World-first guidelines for children with common inherited nerve disorder

Paediatric neurologists and allied health clinicians have developed world-first clinical practice guidelines for children with Charcot-Marie-Tooth disease (CMT), the most common childhood inherited nerve disorder.  

Murdoch Children's Research Institute (MCRI) research associate Dr Eppie Yiu and University of Sydney Professor Joshua Burns led an international effort to produce the guidelines, which address the management of clinical problems experienced by children with CMT and related neuropathies (weakness, numbness and pain from nerve damage), and advocates for improved access to multidisciplinary care.   

CMT is a lifelong degenerative condition that causes damage to the nerves, muscle weakness, sensory problems, difficulty walking, foot deformity and associated pain, which usually start during childhood and progress over time. Although there is currently no cure, people with CMT can use a variety of therapies and strategies to help manage their symptoms.  

The disease is the most common inherited nerve disorder. Yet until now, there were no guidelines to help patients manage their condition. To address this need, Dr Yiu, Professor Burns and their team formed the Paediatric CMT Best Practice Guidelines Consortium, involving clinicians from Australia, Belgium, Canada, Croatia, the US, the Czech Republic, Italy and the UK.  
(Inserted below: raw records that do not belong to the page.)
//! ovs-compat: inspect and exercise the host compatibility layer.
//!
//! # Usage
//!
//! ```text
//! ovs-compat dirs [--json]
//! ovs-compat clock [--clock wall|monotonic] [--json]
//! ovs-compat pair [--count N] [--ipv6]
//! ovs-compat signal <pid> <signo>
//! ovs-compat wait <pid> [--nohang]
//! ovs-compat run [--kill-after-ms MS] -- <program> [args...]
//! ovs-compat log <severity> <message> [--dir D] [--ident NAME]
//! ```

mod commands;

use anyhow::Result;
use clap::{Parser, Subcommand};

use commands::{
    clock::ClockArgs, dirs::DirsArgs, log::LogArgs, pair::PairArgs, process::RunArgs,
    process::SignalArgs, process::WaitArgs,
};

// ---------------------------------------------------------------------------
// CLI entry point
// ---------------------------------------------------------------------------

#[derive(Parser, Debug)]
#[command(
    name = "ovs-compat",
    version,
    about = "Inspect and exercise the Open vSwitch host compatibility layer",
    long_about = None,
)]
struct Cli {
    #[command(subcommand)]
    command: Commands,
}

#[derive(Subcommand, Debug)]
enum Commands {
    /// Show resolved installation directories and where each came from.
    Dirs(DirsArgs),

    /// Read the wall or monotonic clock and its resolution.
    Clock(ClockArgs),

    /// Create loopback socket pairs and echo a payload across each.
    Pair(PairArgs),

    /// Send a probe (0) or terminate (SIGABRT / SIGKILL) signal.
    Signal(SignalArgs),

    /// Wait for a child process of this command.
    Wait(WaitArgs),

    /// Spawn a program, optionally kill it, and report how it ended.
    Run(RunArgs),

    /// Append one line to the diagnostic log.
    Log(LogArgs),
}

// ---------------------------------------------------------------------------
// Main
// ---------------------------------------------------------------------------

fn main() -> Result<()> {
    init_tracing();
    let cli = Cli::parse();
    match cli.command {
        Commands::Dirs(args) => args.run(),
        Commands::Clock(args) => args.run(),
        Commands::Pair(args) => args.run(),
        Commands::Signal(args) => args.run(),
        Commands::Wait(args) => args.run(),
        Commands::Run(args) => args.run(),
        Commands::Log(args) => args.run(),
    }
}

fn init_tracing() {
    use tracing_subscriber::{fmt, EnvFilter};

    let filter = EnvFilter::try_from_default_env().unwrap_or_else(|_| EnvFilter::new("info"));
    let _ = fmt()
        .with_env_filter(filter)
        .with_target(false)
        .with_writer(std::io::stderr)
        .try_init();
}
"The aim was to develop evidence and consensus-based recommendations for the clinical management of children and adolescents with CMT," Dr Yiu said.

Dr Yiu said the guidelines would promote optimal, standardised care for children with CMT globally, improve access to multidisciplinary care, such as via the National Disability Insurance Scheme (NDIS), and were critical for clinical trial readiness.
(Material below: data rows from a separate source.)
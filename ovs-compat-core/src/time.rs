//! Wall and monotonic clocks.
//!
//! [`Clocks`] is created once at startup and shared by reference. It keeps
//! the highest monotonic reading handed out so far; a later host reading
//! that is lower (it should never be, but some hosts get this wrong across
//! CPUs) is clamped up to it.

use std::io;
use std::sync::atomic::{AtomicU64, Ordering};
use std::time::Duration;

use chrono::{DateTime, Utc};
use serde::Serialize;

use crate::error::TimeError;
use crate::types::ClockId;

const NANOS_PER_SEC: u64 = 1_000_000_000;

/// Seconds + nanoseconds, as the host reports them.
#[derive(Debug, Clone, Copy, Default, PartialEq, Eq, PartialOrd, Ord, Hash, Serialize)]
pub struct Timespec {
    pub secs: i64,
    /// Always `< 1_000_000_000`.
    pub nanos: u32,
}

impl Timespec {
    /// Total nanoseconds; negative readings saturate to zero.
    pub fn as_nanos(&self) -> u64 {
        if self.secs < 0 {
            return 0;
        }
        (self.secs as u64)
            .saturating_mul(NANOS_PER_SEC)
            .saturating_add(u64::from(self.nanos))
    }

    pub fn from_nanos(nanos: u64) -> Self {
        Self {
            secs: (nanos / NANOS_PER_SEC) as i64,
            nanos: (nanos % NANOS_PER_SEC) as u32,
        }
    }

    pub fn as_duration(&self) -> Duration {
        Duration::from_nanos(self.as_nanos())
    }

    /// Interpret a wall-clock reading as a UTC timestamp.
    pub fn to_datetime(&self) -> Option<DateTime<Utc>> {
        DateTime::from_timestamp(self.secs, self.nanos)
    }

    fn from_libc(ts: &libc::timespec) -> Self {
        Self {
            secs: ts.tv_sec as i64,
            nanos: ts.tv_nsec.clamp(0, 999_999_999) as u32,
        }
    }
}

fn native_clock(clock: ClockId) -> libc::clockid_t {
    match clock {
        ClockId::Wall => libc::CLOCK_REALTIME,
        ClockId::Monotonic => libc::CLOCK_MONOTONIC,
    }
}

fn to_libc(d: Duration) -> libc::timespec {
    libc::timespec {
        tv_sec: libc::time_t::try_from(d.as_secs()).unwrap_or(libc::time_t::MAX),
        tv_nsec: d.subsec_nanos() as libc::c_long,
    }
}

fn from_libc_duration(ts: &libc::timespec) -> Duration {
    let secs = u64::try_from(ts.tv_sec).unwrap_or(0);
    let nanos = u32::try_from(ts.tv_nsec).unwrap_or(0);
    Duration::new(secs, nanos)
}

/// Clock access for the process. Build once, share by reference.
#[derive(Debug, Default)]
pub struct Clocks {
    monotonic_floor: AtomicU64,
}

impl Clocks {
    pub fn new() -> Self {
        Self::default()
    }

    /// Read `clock`. Monotonic readings never go backward.
    pub fn get_time(&self, clock: ClockId) -> Result<Timespec, TimeError> {
        let mut ts = libc::timespec {
            tv_sec: 0,
            tv_nsec: 0,
        };
        // SAFETY: `ts` is a valid, writable timespec for the duration of the call.
        let rc = unsafe { libc::clock_gettime(native_clock(clock), &mut ts) };
        if rc != 0 {
            return Err(TimeError::Host(io::Error::last_os_error()));
        }
        let reading = Timespec::from_libc(&ts);

        match clock {
            ClockId::Wall => Ok(reading),
            ClockId::Monotonic => {
                let nanos = reading.as_nanos();
                let previous = self.monotonic_floor.fetch_max(nanos, Ordering::AcqRel);
                if previous > nanos {
                    tracing::debug!(previous, nanos, "monotonic reading clamped");
                }
                Ok(Timespec::from_nanos(previous.max(nanos)))
            }
        }
    }

    /// Read the clock named by a raw id (`0` wall, `1` monotonic).
    pub fn get_time_by_id(&self, raw: i32) -> Result<Timespec, TimeError> {
        self.get_time(ClockId::try_from(raw)?)
    }

    /// Granularity of `clock`.
    pub fn get_resolution(&self, clock: ClockId) -> Result<Timespec, TimeError> {
        let mut ts = libc::timespec {
            tv_sec: 0,
            tv_nsec: 0,
        };
        // SAFETY: `ts` is a valid, writable timespec for the duration of the call.
        let rc = unsafe { libc::clock_getres(native_clock(clock), &mut ts) };
        if rc != 0 {
            return Err(TimeError::Host(io::Error::last_os_error()));
        }
        Ok(Timespec::from_libc(&ts))
    }

    pub fn get_resolution_by_id(&self, raw: i32) -> Result<Timespec, TimeError> {
        self.get_resolution(ClockId::try_from(raw)?)
    }

    /// Sleep for `duration` and return the time left.
    ///
    /// With `allow_interrupt`, a signal ends the sleep early and the
    /// remainder is returned. Without it the sleep resumes until the full
    /// duration has elapsed and the result is always zero.
    pub fn sleep(&self, duration: Duration, allow_interrupt: bool) -> Result<Duration, TimeError> {
        let mut request = to_libc(duration);
        loop {
            let mut remaining = libc::timespec {
                tv_sec: 0,
                tv_nsec: 0,
            };
            // SAFETY: both pointers reference live, properly aligned timespecs.
            let rc = unsafe { libc::nanosleep(&request, &mut remaining) };
            if rc == 0 {
                return Ok(Duration::ZERO);
            }

            let err = io::Error::last_os_error();
            if err.raw_os_error() != Some(libc::EINTR) {
                return Err(TimeError::Host(err));
            }
            if allow_interrupt {
                return Ok(from_libc_duration(&remaining));
            }
            request = remaining;
        }
    }
}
To develop the guidelines, the international panel of clinicians conducted a series of systematic reviews covering 10 clinical questions and evaluated the body of literature on CMT disease management. The panel then formulated recommendations based on these reviews.  

The guidelines, published in the Journal of Neurology, Neurosurgery and Psychiatry, include evidence and consensus-based recommendations for the management of muscle weakness, balance and mobility impairment, sensory symptoms, muscle cramps, impaired upper limb function, respiratory impairment, joint movement and non-surgical management of joint deformity. 

Dr Yiu said she hoped the recommendations would be disseminated and implemented across multiple healthcare settings around the world to benefit children and young people with CMT. 

"The guidelines are important for a range of medical and allied health clinicians who provide care to children with CMT, including neurologists, rehabilitation specialists, physiotherapists, occupational therapists, clinical nurse specialists and genetic counsellors," she said.

Clinicians from The Royal Children's Hospital, University of Melbourne, The Children's Hospital at Westmead, Sydney Children's Hospital, Randwick, UNSW Sydney, Macquarie University and Concord Hospital, The Children's Hospital of Philadelphia, University of Antwerp, Stanford and the University of Pennsylvania also took part in the review.  

Publication: Eppie M Yiu, Paula Bray, Jonathan Baets, Steven K Baker, Nina Barisic, Katy de Valle, Timothy Estilow, Michelle A Farrar, Richard S Finkel, Jana Haberlová, Rachel A Kennedy, Isabella Moroni, Garth A Nicholson, Sindhu Ramchandren, Mary M Reilly, Kristy Rose, Michael E Shy, Carly E Siskind, Sabrina W Yum, Manoj P Menezes, Monique M Ryan, Joshua Burns. 'Clinical practice guideline for the management of paediatric Charcot-Marie-Tooth disease,' Journal of Neurology, Neurosurgery & Psychiatry. DOI: 10.1136/jnnp-2021-328483

Funding:

This work was supported by the National Health and Medical Research Council of Australia (NHMRC, National Centre for Research Excellence in Neuromuscular Disorders, number 1031893), and the NHMRC–European Union Collaborative Research Grant Scheme (Improving health outcomes for chronic rare diseases and reducing inequality of care, number 1055131, FP7 Rare Best Practice). EMY was supported by an NHMRC early career fellowship (APP1073323) during the course of this project. J Baets receives grant support from the Association Belge contre les Maladies Neuromusculaire (ABMM) - Aide à la Recherche ASBL (2017-2018/05), the EU FP7/2007-2013 under grant agreement number 2012-305121 (NEUROMICS) and the EU Horizon 2020 program (Solve-RD under grant agreement No 779257). J Baets is supported by a Senior Clinical Researcher mandate of the Research Fund—Flanders (FWO) under grant agreement number 1805021N. MAF receives grant support from the NHMRC (APP1194940). IM has previously received grant support from the CMT Rete (Italy). RSF receives grant support from the NIH and the CMT Association. MES receives grant support from the NIH (U54NS065712). SWY receives grant support from the Muscular Dystrophy Association.

*The content of this communication is the sole responsibility of MCRI and does not reflect the views of the NHMRC.